Directions:
Your answer should consist of the lines in the listing that hold "which".

"""

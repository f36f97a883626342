pub mod json_path;
use rand::Rng;
use serde::Serialize;
use std::collections::VecDeque;
use std::sync::Mutex;
use std::time::Duration;
use tracing::debug;

#[derive(Debug, Clone, Serialize)]
#[serde(rename_all = "camelCase")]
pub struct PacingSnapshot {
    pub success_streak: u32,
    pub failure_streak: u32,
    /// Mean of the recorded response times, if any.
    pub avg_response_ms: Option<u64>,
    /// Delay before jitter for the current state.
    pub nominal_delay_ms: u64,
}

#[derive(Debug, Clone)]
pub struct PacingConfig {
    pub base_delay: Duration,
    pub max_delay: Duration,
    /// Hard floor applied after jitter.
    pub min_delay: Duration,
    /// Floor for the success-streak speedup.
    pub accelerated_floor: Duration,
    /// Success streak length above which pacing speeds up.
    pub success_streak_threshold: u32,
    pub acceleration_factor: f64,
    /// Mean response time above which the remote is considered congested.
    pub slow_response_threshold: Duration,
    pub slow_response_factor: f64,
    /// Total jitter span as a fraction of the delay, centred on zero.
    pub jitter_factor: f64,
    pub history_capacity: usize,
}

impl Default for PacingConfig {
    fn default() -> Self {
        Self {
            base_delay: Duration::from_millis(2_000),
            max_delay: Duration::from_millis(30_000),
            min_delay: Duration::from_millis(500),
            accelerated_floor: Duration::from_millis(1_000),
            success_streak_threshold: 5,
            acceleration_factor: 0.8,
            slow_response_threshold: Duration::from_millis(3_000),
            slow_response_factor: 1.5,
            jitter_factor: 0.3,
            history_capacity: 10,
        }
    }
}

impl PacingConfig {
    pub fn new() -> Self {
        Self::default()
    }

    pub fn with_base_delay(mut self, delay: Duration) -> Self {
        self.base_delay = delay;
        self
    }

    pub fn with_max_delay(mut self, delay: Duration) -> Self {
        self.max_delay = delay;
        self
    }

    pub fn with_min_delay(mut self, delay: Duration) -> Self {
        self.min_delay = delay;
        self
    }

    /// Set the jitter span. `0.0` makes `compute_delay` deterministic.
    pub fn with_jitter_factor(mut self, factor: f64) -> Self {
        self.jitter_factor = if factor.is_finite() { factor.clamp(0.0, 1.0) } else { 0.0 };
        self
    }
}

#[derive(Debug, Default)]
struct State {
    success_streak: u32,
    failure_streak: u32,
    response_times: VecDeque<Duration>,
}

/// Adaptive inter-request delay driven by recent outcomes.
///
/// Failures back off exponentially, a long success streak speeds up gently,
/// slow responses stretch the delay, and jitter keeps independent runs from
/// synchronizing.
pub struct PacingController {
    cfg: PacingConfig,
    state: Mutex<State>,
}

impl PacingController {
    pub fn new(cfg: PacingConfig) -> Self {
        Self {
            cfg,
            state: Mutex::new(State::default()),
        }
    }

    fn lock(&self) -> std::sync::MutexGuard<'_, State> {
        self.state.lock().unwrap_or_else(|e| e.into_inner())
    }

    pub fn record_success(&self, response_time: Option<Duration>) {
        let mut st = self.lock();
        st.success_streak = st.success_streak.saturating_add(1);
        st.failure_streak = 0;
        if let Some(rt) = response_time {
            st.response_times.push_back(rt);
            while st.response_times.len() > self.cfg.history_capacity {
                st.response_times.pop_front();
            }
        }
    }

    pub fn record_failure(&self) {
        let mut st = self.lock();
        st.failure_streak = st.failure_streak.saturating_add(1);
        st.success_streak = 0;
    }

    fn avg_response(st: &State) -> Option<Duration> {
        if st.response_times.is_empty() {
            return None;
        }
        let total: Duration = st.response_times.iter().sum();
        Some(total / st.response_times.len() as u32)
    }

    fn nominal_delay_ms(&self, st: &State) -> f64 {
        let cfg = &self.cfg;
        let base = cfg.base_delay.as_millis() as f64;
        let max = cfg.max_delay.as_millis() as f64;

        let mut delay = base;
        if st.failure_streak > 0 {
            // powi on a capped exponent keeps huge streaks finite
            let factor = 2f64.powi(st.failure_streak.min(64) as i32);
            delay = (base * factor).min(max);
        } else if st.success_streak > cfg.success_streak_threshold {
            delay = (delay * cfg.acceleration_factor)
                .max(cfg.accelerated_floor.as_millis() as f64);
        }

        if let Some(avg) = Self::avg_response(st) {
            if avg > cfg.slow_response_threshold {
                delay *= cfg.slow_response_factor;
            }
        }
        delay
    }

    /// Next inter-request delay, always within `[min_delay, max_delay]`.
    pub fn compute_delay(&self) -> Duration {
        let nominal = {
            let st = self.lock();
            self.nominal_delay_ms(&st)
        };
        let jitter = if self.cfg.jitter_factor > 0.0 {
            nominal * self.cfg.jitter_factor * rand::thread_rng().gen_range(-0.5..0.5)
        } else {
            0.0
        };
        let min = self.cfg.min_delay.as_millis() as f64;
        let max = (self.cfg.max_delay.as_millis() as f64).max(min);
        let ms = (nominal + jitter).clamp(min, max).round();
        Duration::from_millis(ms as u64)
    }

    /// Sleep for [`compute_delay`](Self::compute_delay).
    pub async fn wait(&self) {
        let delay = self.compute_delay();
        {
            let st = self.lock();
            debug!(
                delay_ms = delay.as_millis() as u64,
                success_streak = st.success_streak,
                failure_streak = st.failure_streak,
                "pacing delay"
            );
        }
        tokio::time::sleep(delay).await;
    }

    pub fn snapshot(&self) -> PacingSnapshot {
        let st = self.lock();
        PacingSnapshot {
            success_streak: st.success_streak,
            failure_streak: st.failure_streak,
            avg_response_ms: Self::avg_response(&st).map(|d| d.as_millis() as u64),
            nominal_delay_ms: self.nominal_delay_ms(&st).round() as u64,
        }
    }
}

#[cfg(test)]
mod tests {
    use super::*;

    fn steady() -> PacingController {
        PacingController::new(PacingConfig::new().with_jitter_factor(0.0))
    }

    #[test]
    fn test_base_delay_without_history() {
        assert_eq!(steady().compute_delay(), Duration::from_millis(2_000));
    }

    #[test]
    fn test_failure_backoff_is_exponential_and_capped() {
        let p = steady();
        p.record_failure();
        assert_eq!(p.compute_delay(), Duration::from_millis(4_000));
        p.record_failure();
        assert_eq!(p.compute_delay(), Duration::from_millis(8_000));
        for _ in 0..10 {
            p.record_failure();
        }
        assert_eq!(p.compute_delay(), Duration::from_millis(30_000));
    }

    #[test]
    fn test_success_streak_accelerates() {
        let p = steady();
        for _ in 0..5 {
            p.record_success(None);
        }
        assert_eq!(p.compute_delay(), Duration::from_millis(2_000));
        p.record_success(None);
        assert_eq!(p.compute_delay(), Duration::from_millis(1_600));
    }

    #[test]
    fn test_streaks_are_mutually_exclusive() {
        let p = steady();
        p.record_failure();
        p.record_failure();
        p.record_success(None);
        let snap = p.snapshot();
        assert_eq!(snap.failure_streak, 0);
        assert_eq!(snap.success_streak, 1);

        p.record_failure();
        let snap = p.snapshot();
        assert_eq!(snap.success_streak, 0);
        assert_eq!(snap.failure_streak, 1);
    }

    #[test]
    fn test_slow_responses_stretch_delay() {
        let p = steady();
        p.record_success(Some(Duration::from_millis(4_000)));
        assert_eq!(p.compute_delay(), Duration::from_millis(3_000));
        assert_eq!(p.snapshot().avg_response_ms, Some(4_000));
    }

    #[test]
    fn test_history_is_bounded() {
        let p = steady();
        for _ in 0..10 {
            p.record_success(Some(Duration::from_millis(10_000)));
        }
        for _ in 0..10 {
            p.record_success(Some(Duration::from_millis(100)));
        }
        assert_eq!(p.snapshot().avg_response_ms, Some(100));
    }

    #[test]
    fn test_delay_always_within_bounds() {
        let p = PacingController::new(PacingConfig::default());
        for _ in 0..200 {
            p.record_failure();
            let d = p.compute_delay();
            assert!(d >= Duration::from_millis(500) && d <= Duration::from_millis(30_000));
        }
        for _ in 0..200 {
            p.record_success(Some(Duration::from_millis(60_000)));
            let d = p.compute_delay();
            assert!(d >= Duration::from_millis(500) && d <= Duration::from_millis(30_000));
        }
    }

    #[test]
    fn test_floor_applies_to_tiny_base() {
        let p = PacingController::new(
            PacingConfig::new()
                .with_base_delay(Duration::from_millis(10))
                .with_jitter_factor(0.0),
        );
        assert_eq!(p.compute_delay(), Duration::from_millis(500));
    }

    #[test]
    fn test_jitter_stays_within_fifteen_percent() {
        let p = PacingController::new(PacingConfig::default());
        for _ in 0..200 {
            let ms = p.compute_delay().as_millis() as u64;
            assert!((1_700..=2_300).contains(&ms), "{} outside jitter band", ms);
        }
    }
}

"""

Response area:
    /// Success streak length above which pacing speeds up.
    /// Mean response time above which the remote is considered congested.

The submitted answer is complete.